Published by the Students of Johns Hopkins since 1896
April 19, 2024

Initiative addresses student concerns

October 18, 2012

About a year ago, the University introduced the Hopkins Community Partners Initiative (HCPI), which involves a plan to significantly improve 10 surrounding Hopkins neighborhoods between Penn Station and Wyman Park. The establishment of this initiative is praiseworthy and a necessary progression towards improving the area and the student body’s well-being.

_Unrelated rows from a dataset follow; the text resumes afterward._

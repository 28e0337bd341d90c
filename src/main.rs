use clap::{Parser, Subcommand};
use std::path::PathBuf;
use tracing_subscriber::EnvFilter;

use vigil::config::AppConfig;
use vigil::supervisor;

#[derive(Parser)]
#[command(name = "vigil", about = "Cluster node supervision and automated recovery daemon")]
struct Cli {
    /// Configuration directory
    #[arg(long, default_value = "config", env = "VIGIL_CONFIG_DIR")]
    config: PathBuf,

    #[command(subcommand)]
    command: Option<Command>,
}

#[derive(Subcommand)]
enum Command {
    /// Run the supervision daemon (default)
    Run,
    /// Probe every node once and print the verdicts
    Check,
    /// Validate configuration and topology, then exit
    Validate,
}

fn init_logging(cfg: &AppConfig) {
    use tracing_subscriber::layer::{Layer, SubscriberExt};
    use tracing_subscriber::util::SubscriberInitExt;
    use tracing_subscriber::registry::Registry;

    let default_filter = format!("info,vigil={}", cfg.logging.level);
    let filter =
        EnvFilter::try_from_default_env().unwrap_or_else(|_| EnvFilter::new(default_filter));

    // Optional daily-rotating file layer. tracing_appender::rolling::daily
    // panics if it cannot create the initial log file, so preflight
    // writability first.
    let file_layer = std::env::var("VIGIL_LOG_DIR").ok().and_then(|log_dir| {
        if std::fs::create_dir_all(&log_dir).is_err() {
            eprintln!("Warning: could not create log directory {log_dir}, file logging disabled");
            return None;
        }
        let test_path = std::path::Path::new(&log_dir).join(".vigil_write_test");
        match std::fs::OpenOptions::new()
            .create(true)
            .append(true)
            .open(&test_path)
        {
            Ok(_) => {
                let _ = std::fs::remove_file(&test_path);
                let appender = tracing_appender::rolling::daily(&log_dir, "vigil.log");
                let (non_blocking, guard) = tracing_appender::non_blocking(appender);
                // Keep the guard alive for the process lifetime.
                Box::leak(Box::new(guard));
                Some(
                    tracing_subscriber::fmt::layer()
                        .with_writer(non_blocking)
                        .with_ansi(false)
                        .with_target(true),
                )
            }
            Err(e) => {
                eprintln!("Warning: could not write to log directory {log_dir} ({e}), file logging disabled");
                None
            }
        }
    });

    let console_layer = tracing_subscriber::fmt::layer()
        .with_target(true)
        .with_thread_ids(false)
        .with_file(false)
        .with_line_number(false);

    let mut layers: Vec<Box<dyn Layer<Registry> + Send + Sync>> = Vec::new();
    layers.push(filter.boxed());
    if cfg.logging.json {
        layers.push(console_layer.json().boxed());
    } else {
        layers.push(console_layer.boxed());
    }
    if let Some(file_layer) = file_layer {
        layers.push(file_layer.boxed());
    }
    tracing_subscriber::registry().with(layers).init();
}

#[tokio::main]
async fn main() -> anyhow::Result<()> {
    let cli = Cli::parse();
    let cfg = AppConfig::load_from(&cli.config)?;
    init_logging(&cfg);

    match cli.command.unwrap_or(Command::Run) {
        Command::Run => supervisor::run(cfg).await?,
        Command::Check => supervisor::run_check(cfg).await?,
        Command::Validate => {
            supervisor::validate(&cfg)?;
            println!("configuration OK: {} nodes", cfg.nodes.len());
        }
    }
    Ok(())
}
use thiserror::Error;

/// Main error type for the supervision daemon
#[derive(Error, Debug)]
pub enum VigilError {
    // Configuration errors
    #[error("Configuration error: {0}")]
    Config(#[from] config::ConfigError),

    #[error("Topology error: {0}")]
    Topology(String),

    // Network errors
    #[error("HTTP request error: {0}")]
    Http(#[from] reqwest::Error),

    // Serialization errors
    #[error("JSON serialization error: {0}")]
    Json(#[from] serde_json::Error),

    // Plugin boundary errors
    #[error("Probe error: {0}")]
    Probe(String),

    #[error("Recovery action error: {0}")]
    Action(String),

    // IO errors
    #[error("IO error: {0}")]
    Io(#[from] std::io::Error),

    // Generic errors
    #[error("Internal error: {0}")]
    Internal(String),

    #[error("Operation cancelled")]
    Cancelled,

    #[error("{0}")]
    Other(#[from] anyhow::Error),
}

/// Result type alias for VigilError
pub type Result<T> = std::result::Result<T, VigilError>;

/// Errors a probe can report for one check invocation. Always local to
/// that invocation; never aborts the surrounding cycle.
#[derive(Error, Debug, Clone)]
pub enum ProbeError {
    #[error("connect failed: {0}")]
    Connectivity(String),

    #[error("protocol error: {0}")]
    Protocol(String),

    #[error("timed out after {0:?}")]
    Timeout(std::time::Duration),
}

impl ProbeError {
    pub fn failure_type(&self) -> crate::domain::FailureType {
        match self {
            ProbeError::Connectivity(_) => crate::domain::FailureType::Connectivity,
            ProbeError::Protocol(_) => crate::domain::FailureType::ProtocolError,
            ProbeError::Timeout(_) => crate::domain::FailureType::Timeout,
        }
    }
}

/// Errors from invoking a recovery action. A spawn failure means the action
/// never ran; it still consumes a retry attempt.
#[derive(Error, Debug)]
pub enum ActionError {
    #[error("failed to spawn `{command}`: {source}")]
    Spawn {
        command: String,
        #[source]
        source: std::io::Error,
    },

    #[error("action misconfigured: {0}")]
    Misconfigured(String),
}

impl From<ProbeError> for VigilError {
    fn from(err: ProbeError) -> Self {
        VigilError::Probe(err.to_string())
    }
}

impl From<ActionError> for VigilError {
    fn from(err: ActionError) -> Self {
        VigilError::Action(err.to_string())
    }
}
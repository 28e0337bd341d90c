//! Recovery action plugin boundary
//!
//! Actions declare the node kinds and failure types they can handle and are
//! resolved into a fixed dispatch table at startup. All built-ins shell out
//! through the shared command runner, which owns timeout enforcement and
//! output capture.

pub mod command;
pub mod orchestrator;
pub mod script;
pub mod service_restart;

use async_trait::async_trait;
#[cfg(test)]
use mockall::automock;
use std::collections::HashMap;
use std::sync::Arc;

use crate::config::ActionsConfig;
use crate::domain::{ActionKind, FailureType, NodeDescriptor, NodeKind};
use crate::error::ActionError;

pub use command::{run_command, CommandOutput, CommandSpec};
pub use orchestrator::OrchestratorAction;
pub use script::ScriptAction;
pub use service_restart::ServiceRestartAction;

/// What an action reports after running.
#[derive(Debug, Clone)]
pub struct ActionOutcome {
    /// Whether the action itself completed successfully
    pub success: bool,
    pub exit_status: Option<i32>,
    /// Captured stdout/stderr or structured diagnostic
    pub detail: String,
}

/// One concrete recovery capability.
#[cfg_attr(test, automock)]
#[async_trait]
pub trait RecoveryAction: Send + Sync {
    fn kind(&self) -> ActionKind;

    /// Node kinds this action can recover.
    fn supports(&self, kind: NodeKind) -> bool;

    /// Failure types this action is worth attempting for.
    fn supported_failure_types(&self) -> Vec<FailureType>;

    /// Run the action against the node. An `Err` means the action could not
    /// be invoked at all; it still consumes a retry attempt.
    async fn run(
        &self,
        node: &NodeDescriptor,
        failure_type: FailureType,
    ) -> Result<ActionOutcome, ActionError>;
}

/// Fixed action dispatch table, built once at startup from configuration.
pub struct ActionRegistry {
    actions: HashMap<ActionKind, Arc<dyn RecoveryAction>>,
}

impl ActionRegistry {
    pub fn new() -> Self {
        Self {
            actions: HashMap::new(),
        }
    }

    /// Build the registry from the actions section of the configuration.
    /// Orchestrator and script actions are only present when configured.
    pub fn from_config(cfg: &ActionsConfig) -> Self {
        let mut registry = Self::new();
        registry.register(Arc::new(ServiceRestartAction::new(
            cfg.restart_command.clone(),
        )));
        if let Some(template) = &cfg.orchestrator_command {
            registry.register(Arc::new(OrchestratorAction::new(template.clone())));
        }
        if let Some(path) = &cfg.script_path {
            registry.register(Arc::new(ScriptAction::new(path.clone())));
        }
        registry
    }

    /// Register an action, replacing any existing one of the same kind.
    pub fn register(&mut self, action: Arc<dyn RecoveryAction>) {
        self.actions.insert(action.kind(), action);
    }

    pub fn get(&self, kind: ActionKind) -> Option<Arc<dyn RecoveryAction>> {
        self.actions.get(&kind).cloned()
    }

    /// Whether the node has at least one registered action for its kind.
    pub fn has_applicable(&self, node: &NodeDescriptor) -> bool {
        node.action_kinds
            .iter()
            .filter_map(|kind| self.get(*kind))
            .any(|action| action.supports(node.kind))
    }
}

impl Default for ActionRegistry {
    fn default() -> Self {
        Self::new()
    }
}
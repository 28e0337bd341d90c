//! Graceful shutdown coordination
//!
//! A watch channel fans the shutdown flag out to the dispatcher, the
//! recovery actors and the status server. In-flight probes and actions get
//! a bounded grace period to finish; after that the supervisor aborts what
//! remains, so no event is emitted past shutdown.

use std::time::Duration;
use tokio::sync::watch;
use tracing::{info, warn};

/// Default grace period for in-flight work.
pub const DEFAULT_GRACE_PERIOD: Duration = Duration::from_secs(30);

pub struct ShutdownController {
    tx: watch::Sender<bool>,
}

impl ShutdownController {
    pub fn new() -> Self {
        let (tx, _) = watch::channel(false);
        Self { tx }
    }

    /// Receiver observing the shutdown flag.
    pub fn subscribe(&self) -> watch::Receiver<bool> {
        self.tx.subscribe()
    }

    /// Flip the flag. Idempotent.
    pub fn trigger(&self) {
        let _ = self.tx.send(true);
    }

    pub fn is_triggered(&self) -> bool {
        *self.tx.borrow()
    }

    /// Block until SIGINT or SIGTERM, then trigger shutdown.
    pub async fn listen_for_signals(&self) {
        let ctrl_c = async {
            if let Err(e) = tokio::signal::ctrl_c().await {
                warn!("failed to listen for ctrl-c: {e}");
                std::future::pending::<()>().await;
            }
        };

        #[cfg(unix)]
        let terminate = async {
            match tokio::signal::unix::signal(tokio::signal::unix::SignalKind::terminate()) {
                Ok(mut signal) => {
                    signal.recv().await;
                }
                Err(e) => {
                    warn!("failed to listen for SIGTERM: {e}");
                    std::future::pending::<()>().await;
                }
            }
        };

        #[cfg(not(unix))]
        let terminate = std::future::pending::<()>();

        tokio::select! {
            _ = ctrl_c => info!("received SIGINT; shutting down"),
            _ = terminate => info!("received SIGTERM; shutting down"),
        }
        self.trigger();
    }
}

impl Default for ShutdownController {
    fn default() -> Self {
        Self::new()
    }
}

The most obvious advantage of this initiative is that it should expand the “college town” area around campus. A central objective of the HCPI is to attract restaurants, shops and other businesses to the 10 neighborhoods, which should provide a greater array of choices for students. Most relevant to students, it will help burgeon the college town area beyond the collection of restaurants and stores currently on St. Paul Street. Because of the compact nature of the Homewood campus, students rarely venture below 30th street or outside the immediate Charles Village vicinity. The expansion of things to do outside of this area will be a welcome change for the Hopkins population.

A second important advantage has to do with how Baltimore’s reputation limits Hopkins’s ability to attract students. Even with the unexpectedly high yield this year, Baltimore’s reputation for crime and poverty still deter many students from choosing to come — or even apply — to Hopkins. While for many this downside is significantly mitigated by Hopkins’s academic reputation, some of the neighborhoods immediately off-campus fall short of offering satisfactory leisure opportunities or sufficiently reassuring safety. A more energetic and welcoming group of neighborhoods between Penn Station and Hopkins would assure potential students that life as a Hopkins student will not exclusively be spent in a two-mile radius around – and mostly east of – campus.

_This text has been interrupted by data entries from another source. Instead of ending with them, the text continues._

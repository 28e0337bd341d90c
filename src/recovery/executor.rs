//! Recovery action executor
//!
//! Runs a chosen action under a hard deadline and always comes back with a
//! fully populated attempt record, whatever the action did. The executor
//! also remembers whether the action was actually invoked: an action that
//! never started skips validation, but still consumes the attempt.

use chrono::Utc;
use std::sync::Arc;
use std::time::Duration;
use tracing::{error, warn};
use uuid::Uuid;

use crate::actions::RecoveryAction;
use crate::domain::{FailureType, NodeDescriptor, RecoveryAttempt};

/// Attempt record plus whether the action ran at all.
#[derive(Debug, Clone)]
pub struct ExecutedAttempt {
    pub attempt: RecoveryAttempt,
    /// False when the action could not be invoked (spawn failure,
    /// misconfiguration); true for anything that actually started,
    /// including runs killed on timeout.
    pub invoked: bool,
}

pub struct ActionExecutor {
    timeout: Duration,
}

impl ActionExecutor {
    pub fn new(timeout: Duration) -> Self {
        Self { timeout }
    }

    /// Execute one recovery attempt. Never errors and never outlives the
    /// configured deadline by more than the cancellation itself.
    pub async fn execute(
        &self,
        node: &NodeDescriptor,
        action: Arc<dyn RecoveryAction>,
        attempt_number: u32,
        failure_type: FailureType,
    ) -> ExecutedAttempt {
        let started_at = Utc::now();
        let action_kind = action.kind();

        let (success, exit_status, detail, invoked) =
            match tokio::time::timeout(self.timeout, action.run(node, failure_type)).await {
                Ok(Ok(outcome)) => (
                    outcome.success,
                    outcome.exit_status,
                    outcome.detail,
                    true,
                ),
                Ok(Err(err)) => {
                    error!(
                        node_id = %node.node_id,
                        action = %action_kind,
                        "action could not be invoked: {err}"
                    );
                    (false, None, format!("invocation failed: {err}"), false)
                }
                Err(_) => {
                    warn!(
                        node_id = %node.node_id,
                        action = %action_kind,
                        timeout_secs = self.timeout.as_secs(),
                        "action timed out; terminated"
                    );
                    (
                        false,
                        None,
                        format!("timed out after {}s; terminated", self.timeout.as_secs()),
                        true,
                    )
                }
            };

        ExecutedAttempt {
            attempt: RecoveryAttempt {
                id: Uuid::new_v4(),
                node_id: node.node_id.clone(),
                action_kind,
                attempt_number,
                started_at,
                ended_at: Utc::now(),
                exit_status,
                success,
                detail,
            },
            invoked,
        }
    }
}

#[cfg(test)]
mod tests {
    use super::*;
    use crate::actions::{ActionOutcome, MockRecoveryAction};
    use crate::domain::{ActionKind, NodeAddress, NodeKind};
    use crate::error::ActionError;

    fn node() -> NodeDescriptor {
        NodeDescriptor {
            node_id: "kafka-1".to_string(),
            kind: NodeKind::Broker,
            address: NodeAddress {
                host: "127.0.0.1".to_string(),
                port: 9092,
                admin_port: None,
            },
            probe_kinds: vec![],
            action_kinds: vec![ActionKind::ServiceRestart],
            retry_policy: None,
        }
    }

    #[tokio::test]
    async fn successful_action_yields_successful_attempt() {
        let mut action = MockRecoveryAction::new();
        action
            .expect_kind()
            .return_const(ActionKind::ServiceRestart);
        action.expect_run().returning(|_, _| {
            Ok(ActionOutcome {
                success: true,
                exit_status: Some(0),
                detail: "restarted".to_string(),
            })
        });

        let executor = ActionExecutor::new(Duration::from_secs(60));
        let executed = executor
            .execute(&node(), Arc::new(action), 1, FailureType::Connectivity)
            .await;

        assert!(executed.invoked);
        assert!(executed.attempt.success);
        assert_eq!(executed.attempt.attempt_number, 1);
        assert_eq!(executed.attempt.exit_status, Some(0));
    }

    #[tokio::test]
    async fn invocation_error_is_marked_not_invoked() {
        let mut action = MockRecoveryAction::new();
        action
            .expect_kind()
            .return_const(ActionKind::ServiceRestart);
        action.expect_run().returning(|_, _| {
            Err(ActionError::Misconfigured("no template".to_string()))
        });

        let executor = ActionExecutor::new(Duration::from_secs(60));
        let executed = executor
            .execute(&node(), Arc::new(action), 2, FailureType::Timeout)
            .await;

        assert!(!executed.invoked);
        assert!(!executed.attempt.success);
        assert!(executed.attempt.detail.contains("invocation failed"));
    }

    /// Hand-written stub: an action that never finishes.
    struct HangingAction;

    #[async_trait::async_trait]
    impl RecoveryAction for HangingAction {
        fn kind(&self) -> ActionKind {
            ActionKind::ServiceRestart
        }

        fn supports(&self, _kind: NodeKind) -> bool {
            true
        }

        fn supported_failure_types(&self) -> Vec<FailureType> {
            vec![FailureType::Connectivity]
        }

        async fn run(
            &self,
            _node: &NodeDescriptor,
            _failure_type: FailureType,
        ) -> Result<ActionOutcome, ActionError> {
            std::future::pending().await
        }
    }

    #[tokio::test(start_paused = true)]
    async fn hung_action_is_cut_off_at_the_deadline() {
        let action = HangingAction;
        let executor = ActionExecutor::new(Duration::from_secs(60));
        let started = tokio::time::Instant::now();
        let executed = executor
            .execute(&node(), Arc::new(action), 1, FailureType::Connectivity)
            .await;

        assert!(started.elapsed() >= Duration::from_secs(60));
        assert!(executed.invoked);
        assert!(!executed.attempt.success);
        assert!(executed.attempt.detail.contains("timed out"));
    }
}
use dass_utils::Error;

/// A pass that keeps going after an error and reports all of them at the
/// end.
pub trait DiagnosticPass {
    fn diagnostics(&self) -> &DiagnosticContext;
}

/// Errors gathered while a pass runs.
#[derive(Default, Debug)]
pub struct DiagnosticContext {
    errors: Vec<Error>,
}

impl DiagnosticContext {
    pub fn err(&mut self, error: Error) {
        self.errors.push(error);
    }

    pub fn errors_iter(&self) -> impl Iterator<Item = &Error> {
        self.errors.iter()
    }

    pub fn is_empty(&self) -> bool {
        self.errors.is_empty()
    }
}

It would also, be nice to see a greater role for students in this initiative. Until now, few students had extensive knowledge of these plans, and surely many would enthusiastically take part in advancing this measure. Incorporating student opinions on how to improve the areas would be unmistakably beneficial considering the initiative largely focuses on enhancing students’ experiences.

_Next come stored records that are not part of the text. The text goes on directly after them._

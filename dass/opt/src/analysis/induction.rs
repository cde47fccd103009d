//! Constant-bounded induction variables and the memory access patterns that
//! a statically scheduled loop may have.
use dass_ir::{
    self as ir, BinOp, BlockIdx, CastOp, ICmpPred, InstIdx, LoopIdx,
    LoopNest, Opcode, Value,
};
use std::collections::HashMap;

/// The latch comparison of a loop: the `icmp` that decides the conditional
/// branch ending `latch`.
pub fn latch_cmp(func: &ir::Function, latch: BlockIdx) -> Option<InstIdx> {
    let term = func.inst(func.terminator(latch)?);
    if !matches!(term.op, Opcode::CondBr { .. }) {
        return None;
    }
    let cmp = term.operands.first()?.as_inst()?;
    matches!(func.inst(cmp).op, Opcode::ICmp(_)).then_some(cmp)
}

/// A header phi that starts at a constant, moves by a constant step every
/// iteration and is compared against a constant at the latch.
#[derive(Debug, Clone, Copy, PartialEq, Eq)]
pub struct InductionVariable {
    pub phi: InstIdx,
    /// The value of the phi coming from the latch.
    pub step_inst: InstIdx,
    /// The latch comparison.
    pub cmp: InstIdx,
    pub start: i64,
    /// Negative for variables counting down.
    pub step: i64,
    /// The constant side of the latch comparison.
    pub end: i64,
    /// The relation `tested <pred> end` under which the loop runs another
    /// iteration, whichever way the latch branch is written.
    pub pred: ICmpPred,
    /// The latch compares the phi itself rather than its stepped value.
    pub tests_phi: bool,
    /// The last value of the compared side that still continues the loop.
    pub last: i64,
    pub width: u32,
}

impl InductionVariable {
    /// Finds the constant-bounded induction variable of `l`, if any.
    pub fn find(
        func: &ir::Function,
        nest: &LoopNest,
        l: LoopIdx,
    ) -> Option<Self> {
        let latch = nest.latch(l)?;
        let cmp = latch_cmp(func, latch)?;
        let cmp_inst = func.inst(cmp);
        let Opcode::ICmp(pred) = cmp_inst.op else {
            return None;
        };
        let &[lhs, rhs] = cmp_inst.operands.as_slice() else {
            return None;
        };
        let (end, tested, pred) = match (lhs.as_const_int(), rhs.as_const_int())
        {
            (_, Some(c)) => (c, lhs, pred),
            (Some(c), None) => (c, rhs, pred.swapped()),
            (None, None) => return None,
        };
        let Opcode::CondBr { then_bb, else_bb } =
            func.inst(func.terminator(latch)?).op
        else {
            return None;
        };
        let pred = match (nest.contains(l, then_bb), nest.contains(l, else_bb)) {
            (true, false) => pred,
            (false, true) => pred.inverse(),
            _ => return None,
        };

        func.phis(nest.get(l).header).find_map(|phi| {
            let inst = func.inst(phi);
            let width = inst.ty.int_width()?;
            if inst.operands.len() != 2 {
                return None;
            }
            let start = inst
                .incoming()
                .find(|(bb, _)| !nest.contains(l, *bb))?
                .1
                .as_const_int()?;
            let step_inst = inst.incoming_for(latch)?.as_inst()?;
            let step = Self::step_of(func, phi, step_inst)?;
            let tests_phi = tested == Value::Inst(phi);
            if step == 0 || !(tests_phi || tested == Value::Inst(step_inst)) {
                return None;
            }
            let first = if tests_phi { start } else { start.checked_add(step)? };
            let last = Self::last_continuing(pred, first, step, end)?;
            Some(InductionVariable {
                phi,
                step_inst,
                cmp,
                start,
                step,
                end,
                pred,
                tests_phi,
                last,
                width,
            })
        })
    }

    /// The last value of a compared side that starts at `first` and moves
    /// by `step` while `value <pred> end` holds. `None` for relations that
    /// never stop the loop without wrapping around.
    fn last_continuing(
        pred: ICmpPred,
        first: i64,
        step: i64,
        end: i64,
    ) -> Option<i64> {
        use ICmpPred::*;
        match pred {
            Slt | Ult if step > 0 => end.checked_sub(1),
            Sle | Ule if step > 0 => Some(end),
            Sgt | Ugt if step < 0 => end.checked_add(1),
            Sge | Uge if step < 0 => Some(end),
            Ne => {
                // The compared side has to land on `end` exactly.
                let dist = end.checked_sub(first)?;
                let trips = dist.checked_div(step)?;
                (dist.checked_rem(step)? == 0 && trips > 0)
                    .then(|| end.checked_sub(step))
                    .flatten()
            }
            _ => None,
        }
    }

    /// `phi + c`, `c + phi` or `phi - c`.
    fn step_of(
        func: &ir::Function,
        phi: InstIdx,
        step_inst: InstIdx,
    ) -> Option<i64> {
        let inst = func.inst(step_inst);
        let ops = &inst.operands;
        let phi = Value::Inst(phi);
        match inst.bin_op()? {
            BinOp::Add if ops[0] == phi => ops[1].as_const_int(),
            BinOp::Add if ops[1] == phi => ops[0].as_const_int(),
            BinOp::Sub if ops[0] == phi => ops[1].as_const_int().map(|c| -c),
            _ => None,
        }
    }
}

/// A stride of zero or one with respect to `ivar`: a constant, the variable
/// itself, an extension of either, or the variable offset by a constant.
pub fn is_at_most_stride_one(
    func: &ir::Function,
    expr: Value,
    ivar: Value,
) -> bool {
    if expr.as_const_int().is_some() || expr == ivar {
        return true;
    }
    let Some(idx) = expr.as_inst() else {
        return false;
    };
    let inst = func.inst(idx);
    match &inst.op {
        Opcode::Cast(CastOp::ZExt | CastOp::SExt) => {
            is_at_most_stride_one(func, inst.operands[0], ivar)
        }
        Opcode::Binary {
            op: BinOp::Add | BinOp::Sub,
            ..
        } => {
            let (a, b) = (inst.operands[0], inst.operands[1]);
            (a == ivar && b.as_const_int().is_some())
                || (b == ivar && a.as_const_int().is_some())
        }
        _ => false,
    }
}

/// Every load and store of `l` goes through an address computation whose
/// indices have a stride of at most one.
pub fn has_at_most_stride_one_memory(
    func: &ir::Function,
    nest: &LoopNest,
    l: LoopIdx,
    ivar: &InductionVariable,
) -> bool {
    let iv = Value::Inst(ivar.phi);
    memory_accesses(func, nest, l).all(|access| {
        let ok = gep_of(func, access).is_some_and(|gep| {
            func.inst(gep).operands[1..]
                .iter()
                .all(|idx| is_at_most_stride_one(func, *idx, iv))
        });
        if !ok {
            log::debug!(
                "`{}': access `{}' is not unit strided",
                func.name,
                ir::Printer::format_instruction(func, access)
            );
        }
        ok
    })
}

/// Each array written by `l` is only accessed at one index expression, so
/// that no two iterations touch the same element of a written array.
pub fn is_dependence_safe(
    func: &ir::Function,
    nest: &LoopNest,
    l: LoopIdx,
) -> bool {
    let mut index_of: HashMap<Value, Vec<Value>> = HashMap::new();
    let mut written = vec![];
    for access in memory_accesses(func, nest, l) {
        let Some(gep) = gep_of(func, access) else {
            return false;
        };
        let ops = &func.inst(gep).operands;
        let base = ops[0];
        index_of.entry(base).or_default().extend(&ops[1..]);
        if matches!(func.inst(access).op, Opcode::Store) {
            written.push(base);
        }
    }
    written.iter().all(|base| {
        let indices = &index_of[base];
        indices.iter().all(|i| *i == indices[0])
    })
}

fn memory_accesses<'a>(
    func: &'a ir::Function,
    nest: &'a LoopNest,
    l: LoopIdx,
) -> impl Iterator<Item = InstIdx> + 'a {
    nest.get(l)
        .blocks
        .iter()
        .flat_map(move |bb| func.block(*bb).insts.iter().copied())
        .filter(move |i| matches!(func.inst(*i).op, Opcode::Load | Opcode::Store))
}

fn gep_of(func: &ir::Function, access: InstIdx) -> Option<InstIdx> {
    let gep = func.inst(access).pointer_operand()?.as_inst()?;
    matches!(func.inst(gep).op, Opcode::Gep).then_some(gep)
}

#[cfg(test)]
mod tests {
    use super::*;
    use ir::{Argument, Builder, Type};

    /// `for (i = 0; i != 16; i += 1) a[i + k] = a[i] + 1` in rotated form.
    fn shifted_copy(k: Value) -> ir::Function {
        let mut f = ir::Function::new(
            "f",
            vec![Argument {
                name: "a".into(),
                ty: Type::Int(32).ptr_to(),
            }],
        );
        let mut b = Builder::new(&mut f);
        let entry = b.add_block("entry");
        let body = b.add_block("body");
        let exit = b.add_block("exit");
        b.set_insert_point(entry);
        b.br(body);
        b.set_insert_point(body);
        let i = b.phi(Type::Int(32), &[(entry, Value::int(32, 0))]);
        let src = b.gep(Value::Arg(0), i.into());
        let v = b.load(src.into());
        let v1 = b.add(v.into(), Value::int(32, 1));
        let idx = b.add(i.into(), k);
        let dst = b.gep(Value::Arg(0), idx.into());
        b.store(v1.into(), dst.into());
        let i1 = b.add(i.into(), Value::int(32, 1));
        b.add_incoming(i, body, i1.into());
        let c = b.icmp(ICmpPred::Ne, i1.into(), Value::int(32, 16));
        b.cond_br(c.into(), body, exit);
        b.set_insert_point(exit);
        b.ret(None);
        f
    }

    #[test]
    fn finds_counting_variable() {
        let f = shifted_copy(Value::int(32, 1));
        let nest = LoopNest::new(&f);
        let l = nest.innermost()[0];
        let iv = InductionVariable::find(&f, &nest, l).unwrap();
        assert_eq!(f.inst(iv.phi).name, "phi");
        assert_eq!((iv.start, iv.step, iv.end), (0, 1, 16));
        assert_eq!(iv.pred, ICmpPred::Ne);
        assert!(!iv.tests_phi);
        assert_eq!(iv.last, 15);
        assert!(has_at_most_stride_one_memory(&f, &nest, l, &iv));
        // a[i + 1] is written while a[i] is read.
        assert!(!is_dependence_safe(&f, &nest, l));
    }

    #[test]
    fn dynamic_offset_is_not_unit_strided() {
        let mut f = shifted_copy(Value::int(32, 0));
        f.args.push(Argument {
            name: "k".into(),
            ty: Type::Int(32),
        });
        let idx = f.inst_by_name("add0").unwrap();
        f.inst_mut(idx).operands[1] = Value::Arg(1);
        let nest = LoopNest::new(&f);
        let l = nest.innermost()[0];
        let iv = InductionVariable::find(&f, &nest, l).unwrap();
        assert!(!has_at_most_stride_one_memory(&f, &nest, l, &iv));
    }

    #[test]
    fn dynamic_bound_has_no_induction_variable() {
        let mut f = shifted_copy(Value::int(32, 1));
        f.args.push(Argument {
            name: "n".into(),
            ty: Type::Int(32),
        });
        let cmp = f.inst_by_name("cmp").unwrap();
        f.inst_mut(cmp).operands[1] = Value::Arg(1);
        let nest = LoopNest::new(&f);
        assert!(InductionVariable::find(&f, &nest, nest.innermost()[0]).is_none());
    }
}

Any measures involving the improvement of safety and leisure opportunities in neighborhoods near campus are worthwhile and necessary. An initiative striving to upgrade these 10 neighborhoods by investing in security, attracting businesses, updating infrastructure and improving environmental efficiency sounds promising, but participation in pushing forth these measures should not be limited to the school administration.